#### [Goal of the exercise]
Each line of the data that includes the string "admission" is to be copied out.

#### [Information given]
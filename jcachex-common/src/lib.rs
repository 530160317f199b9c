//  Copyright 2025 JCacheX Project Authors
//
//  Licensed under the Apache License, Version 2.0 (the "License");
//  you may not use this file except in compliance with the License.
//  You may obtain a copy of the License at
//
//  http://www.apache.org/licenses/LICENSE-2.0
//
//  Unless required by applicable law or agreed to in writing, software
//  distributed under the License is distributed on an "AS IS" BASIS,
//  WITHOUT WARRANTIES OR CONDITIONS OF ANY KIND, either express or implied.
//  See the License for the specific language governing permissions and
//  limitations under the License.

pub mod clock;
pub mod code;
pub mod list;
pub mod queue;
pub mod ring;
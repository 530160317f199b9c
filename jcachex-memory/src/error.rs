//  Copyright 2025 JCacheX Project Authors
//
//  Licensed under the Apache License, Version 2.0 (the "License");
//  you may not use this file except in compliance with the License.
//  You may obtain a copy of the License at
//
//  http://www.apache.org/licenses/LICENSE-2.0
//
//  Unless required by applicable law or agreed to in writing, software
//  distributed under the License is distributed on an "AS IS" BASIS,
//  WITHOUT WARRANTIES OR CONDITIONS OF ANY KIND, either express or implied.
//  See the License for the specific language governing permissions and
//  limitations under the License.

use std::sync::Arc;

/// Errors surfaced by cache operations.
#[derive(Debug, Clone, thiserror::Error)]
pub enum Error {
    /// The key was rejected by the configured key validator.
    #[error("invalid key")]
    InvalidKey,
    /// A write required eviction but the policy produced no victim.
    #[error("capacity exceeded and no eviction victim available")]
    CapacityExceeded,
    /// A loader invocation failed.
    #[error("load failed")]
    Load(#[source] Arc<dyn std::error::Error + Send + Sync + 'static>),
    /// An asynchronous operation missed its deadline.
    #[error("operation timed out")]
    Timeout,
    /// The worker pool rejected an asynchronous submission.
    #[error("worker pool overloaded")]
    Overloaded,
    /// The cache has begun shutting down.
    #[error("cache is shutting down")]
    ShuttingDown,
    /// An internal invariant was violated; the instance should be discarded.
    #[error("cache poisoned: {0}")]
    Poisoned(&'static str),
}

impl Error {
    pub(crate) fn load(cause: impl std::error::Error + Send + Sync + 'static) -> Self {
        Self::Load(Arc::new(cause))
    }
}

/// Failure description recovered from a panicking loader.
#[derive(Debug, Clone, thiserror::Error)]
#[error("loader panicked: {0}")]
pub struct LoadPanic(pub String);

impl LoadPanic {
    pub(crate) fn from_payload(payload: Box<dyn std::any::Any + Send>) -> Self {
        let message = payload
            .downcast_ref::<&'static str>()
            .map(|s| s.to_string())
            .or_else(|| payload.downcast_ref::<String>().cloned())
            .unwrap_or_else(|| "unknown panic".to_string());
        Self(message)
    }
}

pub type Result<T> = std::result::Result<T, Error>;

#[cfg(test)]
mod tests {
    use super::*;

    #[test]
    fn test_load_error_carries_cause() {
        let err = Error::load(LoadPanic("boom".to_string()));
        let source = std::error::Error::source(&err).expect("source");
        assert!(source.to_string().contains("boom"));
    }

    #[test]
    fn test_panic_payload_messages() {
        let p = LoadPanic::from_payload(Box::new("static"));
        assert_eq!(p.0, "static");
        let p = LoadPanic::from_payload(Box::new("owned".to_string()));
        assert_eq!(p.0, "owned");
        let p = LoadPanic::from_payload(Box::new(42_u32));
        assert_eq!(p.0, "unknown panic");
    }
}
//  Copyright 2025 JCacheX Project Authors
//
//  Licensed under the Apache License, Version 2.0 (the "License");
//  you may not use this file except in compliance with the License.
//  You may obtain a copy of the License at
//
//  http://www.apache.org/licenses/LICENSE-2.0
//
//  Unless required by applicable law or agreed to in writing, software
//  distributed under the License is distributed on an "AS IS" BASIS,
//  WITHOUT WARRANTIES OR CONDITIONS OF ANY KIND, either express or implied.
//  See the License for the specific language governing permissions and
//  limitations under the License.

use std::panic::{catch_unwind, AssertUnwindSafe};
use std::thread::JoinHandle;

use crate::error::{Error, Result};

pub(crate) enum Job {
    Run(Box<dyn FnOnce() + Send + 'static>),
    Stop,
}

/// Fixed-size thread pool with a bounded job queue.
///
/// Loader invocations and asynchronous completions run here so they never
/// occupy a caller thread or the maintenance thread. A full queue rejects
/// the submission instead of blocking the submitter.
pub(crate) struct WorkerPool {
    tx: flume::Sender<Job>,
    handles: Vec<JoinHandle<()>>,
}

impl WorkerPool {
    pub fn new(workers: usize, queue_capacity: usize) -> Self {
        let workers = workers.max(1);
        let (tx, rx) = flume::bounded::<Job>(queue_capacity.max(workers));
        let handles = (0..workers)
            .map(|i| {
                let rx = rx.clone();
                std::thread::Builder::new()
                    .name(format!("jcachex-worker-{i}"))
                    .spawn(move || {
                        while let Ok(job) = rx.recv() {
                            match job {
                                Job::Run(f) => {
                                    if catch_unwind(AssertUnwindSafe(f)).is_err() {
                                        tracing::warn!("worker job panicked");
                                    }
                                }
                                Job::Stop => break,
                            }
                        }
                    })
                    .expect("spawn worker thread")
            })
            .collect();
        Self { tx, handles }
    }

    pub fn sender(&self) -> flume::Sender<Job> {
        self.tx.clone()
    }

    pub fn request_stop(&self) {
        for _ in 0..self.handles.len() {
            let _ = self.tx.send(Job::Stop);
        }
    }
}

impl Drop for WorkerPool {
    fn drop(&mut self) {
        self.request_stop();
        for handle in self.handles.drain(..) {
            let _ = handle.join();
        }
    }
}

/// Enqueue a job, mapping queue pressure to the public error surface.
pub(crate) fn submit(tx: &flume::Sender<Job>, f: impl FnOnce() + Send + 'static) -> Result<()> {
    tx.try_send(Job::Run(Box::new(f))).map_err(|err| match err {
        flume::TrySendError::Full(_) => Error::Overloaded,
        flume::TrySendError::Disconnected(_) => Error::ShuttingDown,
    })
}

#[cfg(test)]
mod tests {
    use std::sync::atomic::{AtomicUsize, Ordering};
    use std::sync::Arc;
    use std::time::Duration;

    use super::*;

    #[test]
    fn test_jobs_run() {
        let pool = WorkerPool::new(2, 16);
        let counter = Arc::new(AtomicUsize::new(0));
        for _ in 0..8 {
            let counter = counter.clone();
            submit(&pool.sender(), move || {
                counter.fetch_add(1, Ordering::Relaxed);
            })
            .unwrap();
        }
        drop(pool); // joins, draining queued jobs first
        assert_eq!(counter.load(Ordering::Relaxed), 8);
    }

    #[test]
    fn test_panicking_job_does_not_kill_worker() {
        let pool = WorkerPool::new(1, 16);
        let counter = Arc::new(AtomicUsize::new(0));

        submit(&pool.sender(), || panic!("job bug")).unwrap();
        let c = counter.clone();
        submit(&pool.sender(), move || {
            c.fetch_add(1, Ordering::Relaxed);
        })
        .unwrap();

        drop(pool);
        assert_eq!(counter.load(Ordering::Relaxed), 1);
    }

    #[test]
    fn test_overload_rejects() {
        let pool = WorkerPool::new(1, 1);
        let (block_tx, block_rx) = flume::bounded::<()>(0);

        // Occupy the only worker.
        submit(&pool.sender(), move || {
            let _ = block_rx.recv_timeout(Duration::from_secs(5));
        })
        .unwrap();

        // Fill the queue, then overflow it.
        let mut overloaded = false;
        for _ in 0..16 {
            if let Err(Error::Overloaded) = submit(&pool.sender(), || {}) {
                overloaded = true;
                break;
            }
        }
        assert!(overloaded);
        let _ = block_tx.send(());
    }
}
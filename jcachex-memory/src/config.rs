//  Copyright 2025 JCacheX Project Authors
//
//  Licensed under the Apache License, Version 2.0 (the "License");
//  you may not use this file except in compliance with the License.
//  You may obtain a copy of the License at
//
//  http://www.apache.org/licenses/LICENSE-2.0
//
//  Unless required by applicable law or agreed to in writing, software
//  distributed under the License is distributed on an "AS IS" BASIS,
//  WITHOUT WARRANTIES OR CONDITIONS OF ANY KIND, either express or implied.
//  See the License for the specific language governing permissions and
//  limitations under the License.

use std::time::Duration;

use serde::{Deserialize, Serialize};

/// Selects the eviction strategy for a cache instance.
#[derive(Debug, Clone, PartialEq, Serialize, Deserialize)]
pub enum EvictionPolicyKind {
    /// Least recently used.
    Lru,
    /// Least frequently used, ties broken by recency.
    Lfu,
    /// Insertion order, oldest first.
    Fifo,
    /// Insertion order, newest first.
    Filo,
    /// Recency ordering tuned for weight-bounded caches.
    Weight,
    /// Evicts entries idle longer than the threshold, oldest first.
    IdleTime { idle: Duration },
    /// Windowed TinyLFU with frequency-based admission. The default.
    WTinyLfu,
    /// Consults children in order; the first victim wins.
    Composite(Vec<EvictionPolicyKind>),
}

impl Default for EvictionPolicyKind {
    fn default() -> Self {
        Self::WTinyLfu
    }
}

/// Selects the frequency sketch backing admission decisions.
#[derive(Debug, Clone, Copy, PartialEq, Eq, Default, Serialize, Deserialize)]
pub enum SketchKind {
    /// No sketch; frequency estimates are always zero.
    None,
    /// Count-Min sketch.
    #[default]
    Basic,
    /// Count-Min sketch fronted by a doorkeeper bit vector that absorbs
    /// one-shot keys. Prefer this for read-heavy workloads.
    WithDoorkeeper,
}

#### [Answer box]
    /// Windowed TinyLFU with frequency-based admission. The default.
/// Selects the frequency sketch backing admission decisions.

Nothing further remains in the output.